Exercise details: The stretch wanted below opens at the line containing "filename crates/tidewater-engine/src/frame/slot.rs" and closes at the line containing "no dynamic mesh.". Please return it exactly, with no other lines.

Stored data
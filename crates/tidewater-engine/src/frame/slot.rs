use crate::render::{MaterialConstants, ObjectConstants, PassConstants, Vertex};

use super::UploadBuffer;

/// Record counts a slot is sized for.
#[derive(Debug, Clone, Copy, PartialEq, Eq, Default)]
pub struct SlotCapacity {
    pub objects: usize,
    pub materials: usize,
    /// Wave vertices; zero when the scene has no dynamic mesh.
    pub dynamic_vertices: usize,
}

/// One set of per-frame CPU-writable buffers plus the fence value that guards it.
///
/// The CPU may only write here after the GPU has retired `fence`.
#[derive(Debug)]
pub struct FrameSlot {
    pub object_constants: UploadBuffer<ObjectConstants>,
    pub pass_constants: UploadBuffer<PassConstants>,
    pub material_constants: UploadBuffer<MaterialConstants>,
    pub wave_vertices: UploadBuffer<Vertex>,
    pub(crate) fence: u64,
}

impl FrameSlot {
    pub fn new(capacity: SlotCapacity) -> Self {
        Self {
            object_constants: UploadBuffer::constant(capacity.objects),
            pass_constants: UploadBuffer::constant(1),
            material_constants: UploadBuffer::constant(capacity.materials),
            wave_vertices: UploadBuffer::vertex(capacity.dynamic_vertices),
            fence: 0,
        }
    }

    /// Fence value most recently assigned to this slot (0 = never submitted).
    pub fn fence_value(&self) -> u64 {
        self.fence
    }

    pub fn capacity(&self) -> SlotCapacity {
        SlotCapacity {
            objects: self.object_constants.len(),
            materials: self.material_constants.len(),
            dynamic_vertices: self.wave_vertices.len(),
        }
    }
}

---

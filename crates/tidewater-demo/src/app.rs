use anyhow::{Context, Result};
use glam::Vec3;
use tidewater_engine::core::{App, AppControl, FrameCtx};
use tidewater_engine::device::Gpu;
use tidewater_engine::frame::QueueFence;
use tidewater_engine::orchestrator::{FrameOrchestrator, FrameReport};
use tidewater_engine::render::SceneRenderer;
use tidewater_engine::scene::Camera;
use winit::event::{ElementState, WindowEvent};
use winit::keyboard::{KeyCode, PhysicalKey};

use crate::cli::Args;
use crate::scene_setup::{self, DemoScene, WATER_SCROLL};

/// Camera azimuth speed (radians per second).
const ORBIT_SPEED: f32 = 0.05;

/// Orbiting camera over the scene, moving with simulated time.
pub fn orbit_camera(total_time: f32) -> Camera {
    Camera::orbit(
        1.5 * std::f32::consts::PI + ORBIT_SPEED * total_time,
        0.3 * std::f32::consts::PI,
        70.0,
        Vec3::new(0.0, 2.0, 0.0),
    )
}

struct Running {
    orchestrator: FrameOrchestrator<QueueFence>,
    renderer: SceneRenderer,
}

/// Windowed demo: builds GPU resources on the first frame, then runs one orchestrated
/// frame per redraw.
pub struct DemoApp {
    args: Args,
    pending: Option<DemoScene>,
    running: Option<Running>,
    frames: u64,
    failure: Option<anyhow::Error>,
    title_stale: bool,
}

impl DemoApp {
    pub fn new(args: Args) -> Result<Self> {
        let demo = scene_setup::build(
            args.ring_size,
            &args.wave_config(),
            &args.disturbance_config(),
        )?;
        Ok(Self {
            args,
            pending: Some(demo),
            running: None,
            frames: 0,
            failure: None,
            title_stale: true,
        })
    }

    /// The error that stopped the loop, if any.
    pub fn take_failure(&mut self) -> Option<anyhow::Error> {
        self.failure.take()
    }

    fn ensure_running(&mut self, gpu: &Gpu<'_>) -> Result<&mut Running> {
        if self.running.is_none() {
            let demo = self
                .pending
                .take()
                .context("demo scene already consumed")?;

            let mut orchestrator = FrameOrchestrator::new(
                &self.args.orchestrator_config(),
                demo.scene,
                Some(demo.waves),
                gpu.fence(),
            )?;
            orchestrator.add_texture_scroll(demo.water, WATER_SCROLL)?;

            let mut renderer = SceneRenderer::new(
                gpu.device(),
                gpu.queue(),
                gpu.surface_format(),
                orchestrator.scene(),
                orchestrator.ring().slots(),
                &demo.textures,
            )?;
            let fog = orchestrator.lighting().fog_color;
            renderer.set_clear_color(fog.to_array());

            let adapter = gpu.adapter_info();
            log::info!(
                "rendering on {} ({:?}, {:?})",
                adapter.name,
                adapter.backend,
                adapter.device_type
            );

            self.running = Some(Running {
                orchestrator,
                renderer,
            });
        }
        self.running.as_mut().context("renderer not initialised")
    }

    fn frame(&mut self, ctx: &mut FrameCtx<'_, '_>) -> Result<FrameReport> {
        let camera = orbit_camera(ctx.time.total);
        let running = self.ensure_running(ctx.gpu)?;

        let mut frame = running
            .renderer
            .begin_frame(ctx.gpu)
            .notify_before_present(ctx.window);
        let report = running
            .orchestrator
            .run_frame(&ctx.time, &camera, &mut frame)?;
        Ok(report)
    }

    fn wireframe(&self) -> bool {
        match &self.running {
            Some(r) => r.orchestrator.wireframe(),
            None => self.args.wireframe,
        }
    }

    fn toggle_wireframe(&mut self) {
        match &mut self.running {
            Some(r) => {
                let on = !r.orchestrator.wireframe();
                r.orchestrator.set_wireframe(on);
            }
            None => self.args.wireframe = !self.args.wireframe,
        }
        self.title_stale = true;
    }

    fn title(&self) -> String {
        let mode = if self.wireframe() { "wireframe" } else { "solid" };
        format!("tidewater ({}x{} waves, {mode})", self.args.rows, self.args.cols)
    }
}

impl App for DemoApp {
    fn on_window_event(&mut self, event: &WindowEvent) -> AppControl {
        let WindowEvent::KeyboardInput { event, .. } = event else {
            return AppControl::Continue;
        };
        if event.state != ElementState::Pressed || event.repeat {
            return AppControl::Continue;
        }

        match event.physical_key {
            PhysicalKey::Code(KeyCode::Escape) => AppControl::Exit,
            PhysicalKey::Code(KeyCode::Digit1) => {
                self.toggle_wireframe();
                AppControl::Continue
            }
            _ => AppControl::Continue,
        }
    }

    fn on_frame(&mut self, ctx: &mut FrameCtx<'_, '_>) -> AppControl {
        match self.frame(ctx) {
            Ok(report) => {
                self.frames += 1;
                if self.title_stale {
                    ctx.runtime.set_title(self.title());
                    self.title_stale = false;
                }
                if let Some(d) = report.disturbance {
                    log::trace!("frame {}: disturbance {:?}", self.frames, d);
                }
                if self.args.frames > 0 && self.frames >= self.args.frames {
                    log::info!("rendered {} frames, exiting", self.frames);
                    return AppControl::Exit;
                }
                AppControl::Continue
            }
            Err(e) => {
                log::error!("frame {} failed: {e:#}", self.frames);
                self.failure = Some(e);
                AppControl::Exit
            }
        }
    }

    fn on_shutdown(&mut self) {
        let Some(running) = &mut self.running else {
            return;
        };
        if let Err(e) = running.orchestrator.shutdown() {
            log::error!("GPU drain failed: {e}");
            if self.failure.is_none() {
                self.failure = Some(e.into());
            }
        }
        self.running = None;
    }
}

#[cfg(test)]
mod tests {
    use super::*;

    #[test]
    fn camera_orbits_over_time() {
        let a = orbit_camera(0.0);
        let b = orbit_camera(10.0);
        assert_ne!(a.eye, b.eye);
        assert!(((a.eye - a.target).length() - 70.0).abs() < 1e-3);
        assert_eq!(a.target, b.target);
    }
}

Answer to this task:
filename crates/tidewater-engine/src/frame/slot.rs
use crate::render::{MaterialConstants, ObjectConstants, PassConstants, Vertex};

use super::UploadBuffer;

/// Record counts a slot is sized for.
#[derive(Debug, Clone, Copy, PartialEq, Eq, Default)]
pub struct SlotCapacity {
    pub objects: usize,
    pub materials: usize,
    /// Wave vertices; zero when the scene has no dynamic mesh.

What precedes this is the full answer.